After a miracle comeback at the Ryder Cup Matches at Medinah in 2012, Europe is the prohibitive favorite to retain the Cup on home turf, as Tom Watson takes a shorthanded American team to Scotland for the most pressure-packed event in golf. Can a U.S. team led by crafty veteran Phil Mickelson and young gun Rickie Fowler upset a European powerhouse led by four-time major champion Rory McIlroy and Ryder Cup maestro Sergio Garcia?
Athlon caught up with Northern Ireland's Graeme McDowell, a Ryder cup veteran with a match record of 5-5-2 in three Cups, to get his perspective.
How is the pressure of the Ryder Cup compared to a major championship?
It’s very different. One’s individual pressure. Obviously, I had a chance to experience both things in the space of three or four months of each other (in 2010). Back nine of the U.S. Open and then coming down the stretch against Hunter (Mahan at the Ryder Cup). I can safely say it was ten-fold the pressure at the Ryder Cup. No doubt about it. You’re only letting yourself down by not taking care of it at a major championship. But you feel the fates of all your teammates and everything that goes into the Ryder Cup. And especially how passionate Europe is about the Ryder Cup. We’re certainly very, very into it.
Describe the experience of playing in a Ryder Cup.
I feel like I’ve experienced everything I can experience at the Ryder Cup. I’ve lost. I’ve won. I hit the last shot, I hit the first shot, I’ve played both sides of the Atlantic. At Gleneagles, I’ve made a promise to myself that I’m going to go and enjoy it.
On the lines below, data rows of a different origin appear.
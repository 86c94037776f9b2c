//! The inference capability and its test doubles.

use std::collections::VecDeque;
use std::sync::atomic::{AtomicUsize, Ordering};
use std::sync::Mutex;

use thiserror::Error;

/// Inference errors.
///
/// Every variant is recoverable from the resolver's point of view: a failed
/// call degrades to the fail-safe "verify manually" answer.
#[derive(Error, Debug, Clone, PartialEq)]
pub enum InferenceError {
    #[error("Cannot reach inference service at {0}")]
    Connection(String),

    #[error("Inference request timed out after {0}s")]
    Timeout(u64),

    #[error("Inference service returned {status}: {body}")]
    Status { status: u16, body: String },

    #[error("HTTP client error: {0}")]
    Http(String),

    #[error("Inference service returned no text")]
    EmptyResponse,

    #[error("Inference service not configured")]
    Unavailable,

    #[error("Invalid response format: {0}")]
    InvalidFormat(String),

    #[error("JSON parse error: {0}")]
    JsonParse(String),
}

impl From<serde_json::Error> for InferenceError {
    fn from(e: serde_json::Error) -> Self {
        InferenceError::JsonParse(e.to_string())
    }
}

pub type InferenceResult<T> = Result<T, InferenceError>;

/// A generative-text service: one prompt in, free text out.
///
/// `context` carries the system instruction and may be empty. Implementations
/// must bound their own latency; callers never retry.
pub trait Inferencer: Send + Sync {
    fn infer(&self, prompt: &str, context: &str) -> InferenceResult<String>;

    /// Whether a real backend is wired in.
    fn is_configured(&self) -> bool {
        true
    }
}

/// Stand-in used when no API key is configured.
#[derive(Debug, Default, Clone, Copy)]
pub struct DisabledInferencer;

impl Inferencer for DisabledInferencer {
    fn infer(&self, _prompt: &str, _context: &str) -> InferenceResult<String> {
        Err(InferenceError::Unavailable)
    }

    fn is_configured(&self) -> bool {
        false
    }
}

/// Mock inferencer for testing: replays scripted results and counts calls.
///
/// Once the script is exhausted the last result is repeated.
pub struct MockInferencer {
    script: Mutex<VecDeque<InferenceResult<String>>>,
    last: Mutex<Option<InferenceResult<String>>>,
    prompts: Mutex<Vec<String>>,
    calls: AtomicUsize,
}

impl MockInferencer {
    /// Always reply with `text`.
    pub fn replying(text: &str) -> Self {
        Self::scripted(vec![Ok(text.to_string())])
    }

    /// Always fail with `error`.
    pub fn failing(error: InferenceError) -> Self {
        Self::scripted(vec![Err(error)])
    }

    pub fn scripted(results: Vec<InferenceResult<String>>) -> Self {
        Self {
            script: Mutex::new(results.into()),
            last: Mutex::new(None),
            prompts: Mutex::new(Vec::new()),
            calls: AtomicUsize::new(0),
        }
    }

    /// Number of times `infer` has been called.
    pub fn calls(&self) -> usize {
        self.calls.load(Ordering::SeqCst)
    }

    /// Prompts received so far, in call order.
    pub fn prompts(&self) -> Vec<String> {
        self.prompts
            .lock()
            .map(|p| p.clone())
            .unwrap_or_default()
    }
}

impl Inferencer for MockInferencer {
    fn infer(&self, prompt: &str, _context: &str) -> InferenceResult<String> {
        self.calls.fetch_add(1, Ordering::SeqCst);
        if let Ok(mut prompts) = self.prompts.lock() {
            prompts.push(prompt.to_string());
        }

        let next = self.script.lock().ok().and_then(|mut s| s.pop_front());
        let mut last = self
            .last
            .lock()
            .map_err(|_| InferenceError::Http("mock lock poisoned".into()))?;

        match next {
            Some(result) => {
                *last = Some(result.clone());
                result
            }
            None => last.clone().unwrap_or(Err(InferenceError::EmptyResponse)),
        }
    }
}
//! Shared application state handed to every handler.

use std::sync::Arc;

use pharmai_core::{InteractionResolver, InteractionStore, Ledger, StoreError};
use pharmai_llm::{DisabledInferencer, GeminiClient, InferenceResult, Inferencer};

use crate::config::Config;

#[derive(Clone)]
pub struct AppState {
    pub resolver: Arc<InteractionResolver>,
    pub store: Arc<InteractionStore>,
    pub ledger: Arc<Ledger>,
    pub inferencer: Arc<dyn Inferencer>,
    pub config: Arc<Config>,
}

impl AppState {
    pub fn new(
        config: Config,
        store: Arc<InteractionStore>,
        ledger: Arc<Ledger>,
        inferencer: Arc<dyn Inferencer>,
    ) -> Self {
        let resolver = Arc::new(InteractionResolver::new(store.clone(), inferencer.clone()));
        Self {
            resolver,
            store,
            ledger,
            inferencer,
            config: Arc::new(config),
        }
    }
}

/// Load the configured dataset, or the built-in one.
pub fn load_store(config: &Config) -> Result<InteractionStore, StoreError> {
    let store = match &config.dataset_path {
        Some(path) => InteractionStore::from_path(path)?,
        None => InteractionStore::builtin()?,
    };

    tracing::info!(
        records = store.len(),
        duplicates = store.duplicates().len(),
        fingerprint = store.fingerprint(),
        "Interaction table loaded"
    );
    Ok(store)
}

/// Gemini client when a key is configured, otherwise the disabled stand-in.
///
/// Must run outside the async runtime: the Gemini client is blocking.
pub fn build_inferencer(config: &Config) -> InferenceResult<Arc<dyn Inferencer>> {
    match &config.gemini_api_key {
        Some(key) => {
            let client = GeminiClient::new(
                &config.gemini_base_url,
                &config.gemini_model,
                key,
                config.inference_timeout_secs,
            )?;
            tracing::info!(model = %config.gemini_model, "Gemini inference enabled");
            Ok(Arc::new(client))
        }
        None => {
            tracing::warn!("GEMINI_API_KEY not set, AI fallback and chat are disabled");
            Ok(Arc::new(DisabledInferencer))
        }
    }
}

#[cfg(test)]
mod tests {
    use super::*;

    #[test]
    fn test_load_builtin_store() {
        let store = load_store(&Config::default()).unwrap();
        assert!(store.len() > 100);
    }

    #[test]
    fn test_load_store_from_path() {
        let dir = tempfile::tempdir().unwrap();
        let path = dir.path().join("seed.json");
        std::fs::write(
            &path,
            r#"[{"drugs":["zinc","doxycycline"],"severity":"Moderate","risk":"Medium","effects":"e","mechanism":"m","recommendation":"r"}]"#,
        )
        .unwrap();

        let config = Config {
            dataset_path: Some(path),
            ..Config::default()
        };
        let store = load_store(&config).unwrap();
        assert_eq!(store.len(), 1);
    }

    #[test]
    fn test_malformed_dataset_is_an_error() {
        let dir = tempfile::tempdir().unwrap();
        let path = dir.path().join("seed.json");
        std::fs::write(&path, r#"[{"drugs":["zinc"],"severity":"Moderate","risk":"Medium","effects":"e","mechanism":"m","recommendation":"r"}]"#).unwrap();

        let config = Config {
            dataset_path: Some(path),
            ..Config::default()
        };
        assert!(matches!(
            load_store(&config),
            Err(StoreError::MalformedDataset { index: 0, .. })
        ));
    }

    #[test]
    fn test_no_key_disables_inference() {
        let inferencer = build_inferencer(&Config::default()).unwrap();
        assert!(!inferencer.is_configured());
    }
}
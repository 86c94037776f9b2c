//! Prompt templates for the interaction fallback and the chat assistant.

/// System instruction for interaction analysis.
pub const INTERACTION_SYSTEM_PROMPT: &str = r#"You are a clinical pharmacology assistant that screens drug pairs for interactions.

Answer only with a single JSON object, no prose and no markdown.
Only report an interaction when it is clinically documented. If you are not sure, set "interaction" to false.

Severity must be one of: Minor, Moderate, Major.
Risk must be one of: Low, Medium, High, Critical, Fatal."#;

/// User prompt for a single drug pair.
///
/// Callers pass the names in canonical order so the same pair always yields
/// the same prompt.
pub fn make_interaction_prompt(first: &str, second: &str) -> String {
    format!(
        r#"Analyze the interaction between "{}" and "{}".

Return a JSON object with these fields:
- interaction: true if a clinically significant interaction exists, otherwise false
- severity: Minor, Moderate or Major (null if no interaction)
- risk: Low, Medium, High, Critical or Fatal (null if no interaction)
- effects: the adverse outcome (null if no interaction)
- mechanism: the pharmacological cause (null if no interaction)
- recommendation: the advised action"#,
        first, second
    )
}

/// Persona requested by the chat caller.
#[derive(Debug, Clone, Copy, PartialEq, Eq, Default)]
pub enum ChatRole {
    #[default]
    Patient,
    Doctor,
    Supplier,
}

impl ChatRole {
    /// Parse a role label; unknown labels fall back to `Patient`.
    pub fn parse(label: &str) -> Self {
        match label.trim().to_lowercase().as_str() {
            "doctor" => ChatRole::Doctor,
            "supplier" => ChatRole::Supplier,
            _ => ChatRole::Patient,
        }
    }

    fn instruction(self) -> &'static str {
        match self {
            ChatRole::Patient => {
                "You are the Health Concierge. Simplify medical information for patients and use a friendly tone."
            }
            ChatRole::Doctor => {
                "You are the Clinical Intelligence Agent. Assist doctors with evidence-based data, interactions and renal dose adjustments, using professional terminology."
            }
            ChatRole::Supplier => {
                "You are the Supply Chain Strategist. Focus on stock forecasting, demand spikes and reorder decisions."
            }
        }
    }
}

/// System instruction for the chat assistant, grounded in the pharmacy's own data.
pub fn chat_system_prompt(role: ChatRole, inventory_json: &str, history_json: &str) -> String {
    let mut prompt = String::new();

    prompt.push_str("You are PharmAI, a pharmacy assistant. ROLE: ");
    prompt.push_str(role.instruction());
    prompt.push_str("\n\nCONTEXT:\n- Inventory: ");
    prompt.push_str(inventory_json);
    prompt.push_str("\n- Patient history: ");
    prompt.push_str(history_json);
    prompt.push_str(
        "\n\nBEHAVIOR:\n- Respond in the user's language (English, Marathi or Hindi).\n- Keep responses structured and concise.\n- Never state that a drug combination is safe; advise checking with a pharmacist.",
    );

    prompt
}
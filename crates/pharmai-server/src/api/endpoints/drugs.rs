//! Drug-name catalogue and typeahead.

use axum::extract::{Query, State};
use axum::Json;
use pharmai_core::store::{Suggestion, DEFAULT_SUGGESTION_LIMIT};
use serde::Deserialize;

use crate::api::error::ApiError;
use crate::state::AppState;

const MAX_SUGGESTIONS: usize = 25;

#[derive(Debug, Deserialize)]
pub struct SuggestParams {
    #[serde(default)]
    pub q: String,
    pub limit: Option<usize>,
}

/// `GET /api/drugs`: inventory names plus every drug in the interaction table.
pub async fn list(State(state): State<AppState>) -> Result<Json<Vec<String>>, ApiError> {
    Ok(Json(state.ledger.catalogue(&state.store)?))
}

/// `GET /api/drugs/suggest?q=&limit=`
pub async fn suggest(
    State(state): State<AppState>,
    Query(params): Query<SuggestParams>,
) -> Json<Vec<Suggestion>> {
    let limit = params
        .limit
        .unwrap_or(DEFAULT_SUGGESTION_LIMIT)
        .min(MAX_SUGGESTIONS);
    Json(state.store.suggest(&params.q, limit))
}
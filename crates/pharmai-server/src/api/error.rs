//! API error types with `{"error": message}` JSON bodies.

use axum::http::StatusCode;
use axum::response::{IntoResponse, Response};
use axum::Json;
use pharmai_core::{LedgerError, PharmaiError, ResolverError};
use serde::Serialize;

/// Message for absent or blank drug names.
pub const MISSING_INPUT: &str = "Missing input";

#[derive(Debug, Serialize)]
pub struct ErrorBody {
    pub error: String,
}

/// API-level errors with HTTP status mapping.
#[derive(Debug, thiserror::Error)]
pub enum ApiError {
    #[error("Invalid request: {0}")]
    BadRequest(String),
    #[error("Internal error: {0}")]
    Internal(String),
}

impl IntoResponse for ApiError {
    fn into_response(self) -> Response {
        let (status, message) = match self {
            ApiError::BadRequest(detail) => (StatusCode::BAD_REQUEST, detail),
            ApiError::Internal(detail) => {
                tracing::error!(%detail, "API internal error");
                (
                    StatusCode::INTERNAL_SERVER_ERROR,
                    "An internal error occurred".to_string(),
                )
            }
        };

        (status, Json(ErrorBody { error: message })).into_response()
    }
}

impl From<ResolverError> for ApiError {
    fn from(err: ResolverError) -> Self {
        match err {
            ResolverError::InvalidInput(_) => ApiError::BadRequest(MISSING_INPUT.into()),
        }
    }
}

impl From<LedgerError> for ApiError {
    fn from(err: LedgerError) -> Self {
        match err {
            LedgerError::LockPoisoned => ApiError::Internal(err.to_string()),
            other => ApiError::BadRequest(other.to_string()),
        }
    }
}

impl From<PharmaiError> for ApiError {
    fn from(err: PharmaiError) -> Self {
        match err {
            PharmaiError::Ledger(e) => e.into(),
            PharmaiError::InvalidInput(_) => ApiError::BadRequest(MISSING_INPUT.into()),
            other => ApiError::Internal(other.to_string()),
        }
    }
}
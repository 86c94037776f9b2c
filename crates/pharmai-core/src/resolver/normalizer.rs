//! Drug name normalizer.
//!
//! Handles:
//! - Case and whitespace folding ("  ASPIRIN " → "aspirin")
//! - Separator folding (`oral_contraceptives` → "oral contraceptives")
//! - Punctuation ("St. John's Wort" → "st johns wort")
//! - Brand/alias expansion (tylenol → paracetamol, coumadin → warfarin)

use std::collections::HashMap;

use serde::{Deserialize, Serialize};

/// A canonicalized drug name.
///
/// Words are separated by a single space. Hyphens inside a word are kept, so
/// `aspirin-free` stays one word; [`tokens`](Self::tokens) splits them apart.
#[derive(Debug, Clone, PartialEq, Eq, Hash, PartialOrd, Ord, Serialize, Deserialize)]
#[serde(from = "String", into = "String")]
pub struct NormalizedName {
    full: String,
}

impl NormalizedName {
    /// Normalize without alias expansion. Never fails.
    pub fn new(raw: &str) -> Self {
        let folded: String = raw
            .chars()
            .flat_map(char::to_lowercase)
            .filter(|c| !matches!(c, '\'' | '\u{2019}' | '\u{02BC}' | '`'))
            .map(|c| {
                if c.is_alphanumeric() || c == '-' || c == '+' {
                    c
                } else {
                    ' '
                }
            })
            .collect();

        let words: Vec<&str> = folded
            .split_whitespace()
            .map(|w| w.trim_matches('-'))
            .filter(|w| !w.is_empty())
            .collect();

        Self {
            full: words.join(" "),
        }
    }

    /// The normalized string, hyphens preserved.
    pub fn as_str(&self) -> &str {
        &self.full
    }

    pub fn is_empty(&self) -> bool {
        self.full.is_empty()
    }

    /// Whitespace-delimited words; hyphenated compounds stay whole.
    pub fn words(&self) -> impl Iterator<Item = &str> {
        self.full.split(' ').filter(|w| !w.is_empty())
    }

    /// Tokens split on whitespace and hyphens.
    pub fn tokens(&self) -> impl Iterator<Item = &str> {
        self.full
            .split(|c: char| c == ' ' || c == '-')
            .filter(|t| !t.is_empty())
    }

    /// Hyphen-insensitive form used for keys and equality.
    pub fn key_form(&self) -> String {
        self.tokens().collect::<Vec<_>>().join(" ")
    }
}

impl From<String> for NormalizedName {
    fn from(raw: String) -> Self {
        NormalizedName::new(&raw)
    }
}

impl From<NormalizedName> for String {
    fn from(name: NormalizedName) -> Self {
        name.full
    }
}

impl std::fmt::Display for NormalizedName {
    fn fmt(&self, f: &mut std::fmt::Formatter<'_>) -> std::fmt::Result {
        f.write_str(&self.full)
    }
}

/// Normalizer for user-supplied drug names.
#[derive(Debug, Clone)]
pub struct Normalizer {
    /// Alias map: brand or common name → canonical name (both normalized)
    aliases: HashMap<String, String>,
}

impl Default for Normalizer {
    fn default() -> Self {
        Self::new()
    }
}

impl Normalizer {
    /// Create a new normalizer with default mappings.
    pub fn new() -> Self {
        Self {
            aliases: Self::default_aliases(),
        }
    }

    /// Normalizer without any alias expansion.
    pub fn without_aliases() -> Self {
        Self {
            aliases: HashMap::new(),
        }
    }

    /// Normalize a raw name and expand aliases.
    ///
    /// The whole name is looked up first; otherwise each word is expanded on
    /// its own, so "Tylenol 500mg" becomes "paracetamol 500mg".
    pub fn normalize(&self, raw: &str) -> NormalizedName {
        let name = NormalizedName::new(raw);
        if name.is_empty() || self.aliases.is_empty() {
            return name;
        }

        if let Some(canonical) = self.aliases.get(&name.key_form()) {
            return NormalizedName::new(canonical);
        }

        let expanded: Vec<&str> = name
            .words()
            .map(|w| self.aliases.get(w).map(String::as_str).unwrap_or(w))
            .collect();
        NormalizedName::new(&expanded.join(" "))
    }

    /// Expand a single alias to its canonical name.
    pub fn expand_alias(&self, name: &str) -> String {
        let key = NormalizedName::new(name).key_form();
        self.aliases.get(&key).cloned().unwrap_or(key)
    }

    /// Add a custom alias mapping.
    pub fn add_alias(&mut self, alias: &str, canonical: &str) {
        self.aliases.insert(
            NormalizedName::new(alias).key_form(),
            NormalizedName::new(canonical).key_form(),
        );
    }

    /// Default brand and common-name mappings.
    fn default_aliases() -> HashMap<String, String> {
        let mut map = HashMap::new();

        // Analgesics
        map.insert("tylenol".into(), "paracetamol".into());
        map.insert("acetaminophen".into(), "paracetamol".into());
        map.insert("crocin".into(), "paracetamol".into());
        map.insert("advil".into(), "ibuprofen".into());
        map.insert("motrin".into(), "ibuprofen".into());
        map.insert("brufen".into(), "ibuprofen".into());
        map.insert("aleve".into(), "naproxen".into());
        map.insert("asa".into(), "aspirin".into());
        map.insert("ecosprin".into(), "aspirin".into());

        // Anticoagulants / antiplatelets
        map.insert("coumadin".into(), "warfarin".into());
        map.insert("plavix".into(), "clopidogrel".into());
        map.insert("xarelto".into(), "rivaroxaban".into());
        map.insert("eliquis".into(), "apixaban".into());

        // Cardiac
        map.insert("lanoxin".into(), "digoxin".into());
        map.insert("cordarone".into(), "amiodarone".into());
        map.insert("lasix".into(), "furosemide".into());
        map.insert("aldactone".into(), "spironolactone".into());
        map.insert("zestril".into(), "lisinopril".into());
        map.insert("lipitor".into(), "atorvastatin".into());
        map.insert("zocor".into(), "simvastatin".into());
        map.insert("norvasc".into(), "amlodipine".into());

        // CNS
        map.insert("prozac".into(), "fluoxetine".into());
        map.insert("zoloft".into(), "sertraline".into());
        map.insert("valium".into(), "diazepam".into());
        map.insert("ultram".into(), "tramadol".into());
        map.insert("tegretol".into(), "carbamazepine".into());
        map.insert("dilantin".into(), "phenytoin".into());
        map.insert("depakote".into(), "valproic acid".into());
        map.insert("valproate".into(), "valproic acid".into());

        // Anti-infectives
        map.insert("cipro".into(), "ciprofloxacin".into());
        map.insert("flagyl".into(), "metronidazole".into());
        map.insert("biaxin".into(), "clarithromycin".into());
        map.insert("diflucan".into(), "fluconazole".into());
        map.insert("rifampicin".into(), "rifampin".into());

        // Other
        map.insert("viagra".into(), "sildenafil".into());
        map.insert("cialis".into(), "tadalafil".into());
        map.insert("glucophage".into(), "metformin".into());
        map.insert("synthroid".into(), "levothyroxine".into());
        map.insert("prilosec".into(), "omeprazole".into());
        map.insert("ethanol".into(), "alcohol".into());
        map.insert("licorice".into(), "glycyrrhiza".into());
        map.insert("kcl".into(), "potassium chloride".into());
        map.insert("the pill".into(), "oral contraceptives".into());
        map.insert("birth control".into(), "oral contraceptives".into());

        map
    }
}
//! Service configuration from environment variables.

use std::net::{IpAddr, Ipv4Addr, SocketAddr};
use std::path::PathBuf;
use std::time::Duration;

use pharmai_llm::gemini::{DEFAULT_BASE_URL, DEFAULT_MODEL};
use thiserror::Error;

/// Application version (from Cargo.toml)
pub const APP_VERSION: &str = env!("CARGO_PKG_VERSION");

pub const DEFAULT_PORT: u16 = 3001;
pub const DEFAULT_INFERENCE_TIMEOUT_SECS: u64 = 10;
pub const MAX_INFERENCE_TIMEOUT_SECS: u64 = 300;

/// Slack between the client timeout and the request-level guard.
pub const TIMEOUT_GRACE: Duration = Duration::from_secs(2);

/// Log filter used when `RUST_LOG` is unset.
pub fn default_log_filter() -> &'static str {
    "pharmai=info,tower_http=info"
}

#[derive(Error, Debug, Clone, PartialEq)]
pub enum ConfigError {
    #[error("{var} must be a number, got '{value}'")]
    InvalidNumber { var: &'static str, value: String },

    #[error("{var} must be an IP address, got '{value}'")]
    InvalidAddress { var: &'static str, value: String },

    #[error("{0} must be greater than zero")]
    Zero(&'static str),

    #[error("{var} must be at most {max}, got {value}")]
    TooLarge {
        var: &'static str,
        value: u64,
        max: u64,
    },
}

#[derive(Clone, PartialEq)]
pub struct Config {
    pub bind: IpAddr,
    pub port: u16,
    /// Unset disables inference
    pub gemini_api_key: Option<String>,
    pub gemini_model: String,
    pub gemini_base_url: String,
    pub inference_timeout_secs: u64,
    /// Unset uses the built-in dataset
    pub dataset_path: Option<PathBuf>,
}

impl std::fmt::Debug for Config {
    fn fmt(&self, f: &mut std::fmt::Formatter<'_>) -> std::fmt::Result {
        f.debug_struct("Config")
            .field("bind", &self.bind)
            .field("port", &self.port)
            .field("gemini_api_key", &self.gemini_api_key.as_ref().map(|_| "<redacted>"))
            .field("gemini_model", &self.gemini_model)
            .field("gemini_base_url", &self.gemini_base_url)
            .field("inference_timeout_secs", &self.inference_timeout_secs)
            .field("dataset_path", &self.dataset_path)
            .finish()
    }
}

impl Default for Config {
    fn default() -> Self {
        Self {
            bind: IpAddr::V4(Ipv4Addr::UNSPECIFIED),
            port: DEFAULT_PORT,
            gemini_api_key: None,
            gemini_model: DEFAULT_MODEL.to_string(),
            gemini_base_url: DEFAULT_BASE_URL.to_string(),
            inference_timeout_secs: DEFAULT_INFERENCE_TIMEOUT_SECS,
            dataset_path: None,
        }
    }
}

impl Config {
    /// Read the process environment.
    pub fn from_env() -> Result<Self, ConfigError> {
        Self::from_lookup(|var| std::env::var(var).ok())
    }

    /// Build from an arbitrary variable lookup. Blank values count as unset.
    pub fn from_lookup<F>(lookup: F) -> Result<Self, ConfigError>
    where
        F: Fn(&str) -> Option<String>,
    {
        let get = |var: &str| {
            lookup(var)
                .map(|v| v.trim().to_string())
                .filter(|v| !v.is_empty())
        };
        let defaults = Config::default();

        let bind = match get("PHARMAI_BIND") {
            Some(value) => value.parse().map_err(|_| ConfigError::InvalidAddress {
                var: "PHARMAI_BIND",
                value,
            })?,
            None => defaults.bind,
        };

        let port = match get("PORT") {
            Some(value) => value
                .parse()
                .map_err(|_| ConfigError::InvalidNumber { var: "PORT", value })?,
            None => defaults.port,
        };

        let inference_timeout_secs = match get("PHARMAI_INFERENCE_TIMEOUT_SECS") {
            Some(value) => value.parse().map_err(|_| ConfigError::InvalidNumber {
                var: "PHARMAI_INFERENCE_TIMEOUT_SECS",
                value,
            })?,
            None => defaults.inference_timeout_secs,
        };
        if inference_timeout_secs == 0 {
            return Err(ConfigError::Zero("PHARMAI_INFERENCE_TIMEOUT_SECS"));
        }
        if inference_timeout_secs > MAX_INFERENCE_TIMEOUT_SECS {
            return Err(ConfigError::TooLarge {
                var: "PHARMAI_INFERENCE_TIMEOUT_SECS",
                value: inference_timeout_secs,
                max: MAX_INFERENCE_TIMEOUT_SECS,
            });
        }

        Ok(Self {
            bind,
            port,
            gemini_api_key: get("GEMINI_API_KEY"),
            gemini_model: get("GEMINI_MODEL").unwrap_or(defaults.gemini_model),
            gemini_base_url: get("GEMINI_BASE_URL").unwrap_or(defaults.gemini_base_url),
            inference_timeout_secs,
            dataset_path: get("PHARMAI_DATASET").map(PathBuf::from),
        })
    }

    pub fn socket_addr(&self) -> SocketAddr {
        SocketAddr::new(self.bind, self.port)
    }

    /// Upper bound on a request that may call the inference service.
    pub fn request_timeout(&self) -> Duration {
        Duration::from_secs(self.inference_timeout_secs).saturating_add(TIMEOUT_GRACE)
    }
}
//! API router.
//!
//! Layers (outermost → innermost): CORS → request tracing → handler.

use axum::routing::{get, post};
use axum::Router;
use tower_http::cors::CorsLayer;
use tower_http::trace::TraceLayer;

use crate::api::endpoints;
use crate::state::AppState;

/// Build the API router with every endpoint under `/api/`.
pub fn api_router(state: AppState) -> Router {
    let api = Router::new()
        .route("/check-interaction", post(endpoints::interaction::check))
        .route("/inventory", get(endpoints::ledger::inventory))
        .route("/patient-history", get(endpoints::ledger::history))
        .route(
            "/sales",
            get(endpoints::ledger::sales).post(endpoints::ledger::record_sale),
        )
        .route("/analytics", get(endpoints::ledger::analytics))
        .route("/expiry-alerts", get(endpoints::ledger::expiry_alerts))
        .route("/drugs", get(endpoints::drugs::list))
        .route("/drugs/suggest", get(endpoints::drugs::suggest))
        .route("/chat", post(endpoints::chat::send))
        .route("/health", get(endpoints::health::check))
        .with_state(state);

    Router::new()
        .nest("/api", api)
        .layer(TraceLayer::new_for_http())
        .layer(CorsLayer::permissive())
}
Try to shrug the pressure off a little bit. Play with my eyes open and take it all in and really embrace and enjoy as opposed to getting all tense and feeling like it’s pretty painful at times.
What about Gleneagles as a venue?
I think it will be a good venue. Weather is something we can’t control, and I’m sure it’ll be a talking point. But I think from a crowd’s point of view, Scottish fans are very educated and they love their golf and they will be absolutely fired up. First Ryder Cup (in Scotland) for many, many years. I’m expecting it to be pretty amazing. From a match play standpoint, the course is kind of irrelevant. Take Dove Mountain (former home of the WGC-Match Play Championship). That’s a golf course where you couldn’t play a stroke-play event. It would just be impossible. But it works for match play. The golf course can be irrelevant from a match play standpoint. It’s just ball against ball. Doesn’t matter if there is lots of rough or no rough. Long, short. Doesn’t really matter. Beautiful, not beautiful. Match play, the golf course is less relevant than it is at a major championship. I’m all for the Ryder Cup being at iconic venues. But it’s more about the people and the atmosphere and the experience and the matches.
You’ve played on two winning teams and one losing team. How do you view this one?
It’s something I’m very much looking forward to. A huge honor. I paced myself well this season, coming off good form in the summer, and I think I can be an instrumental part of the team. I’m getting to the veteran stage and I feel like I can definitely be a decent sort of leader for the young guys on the team.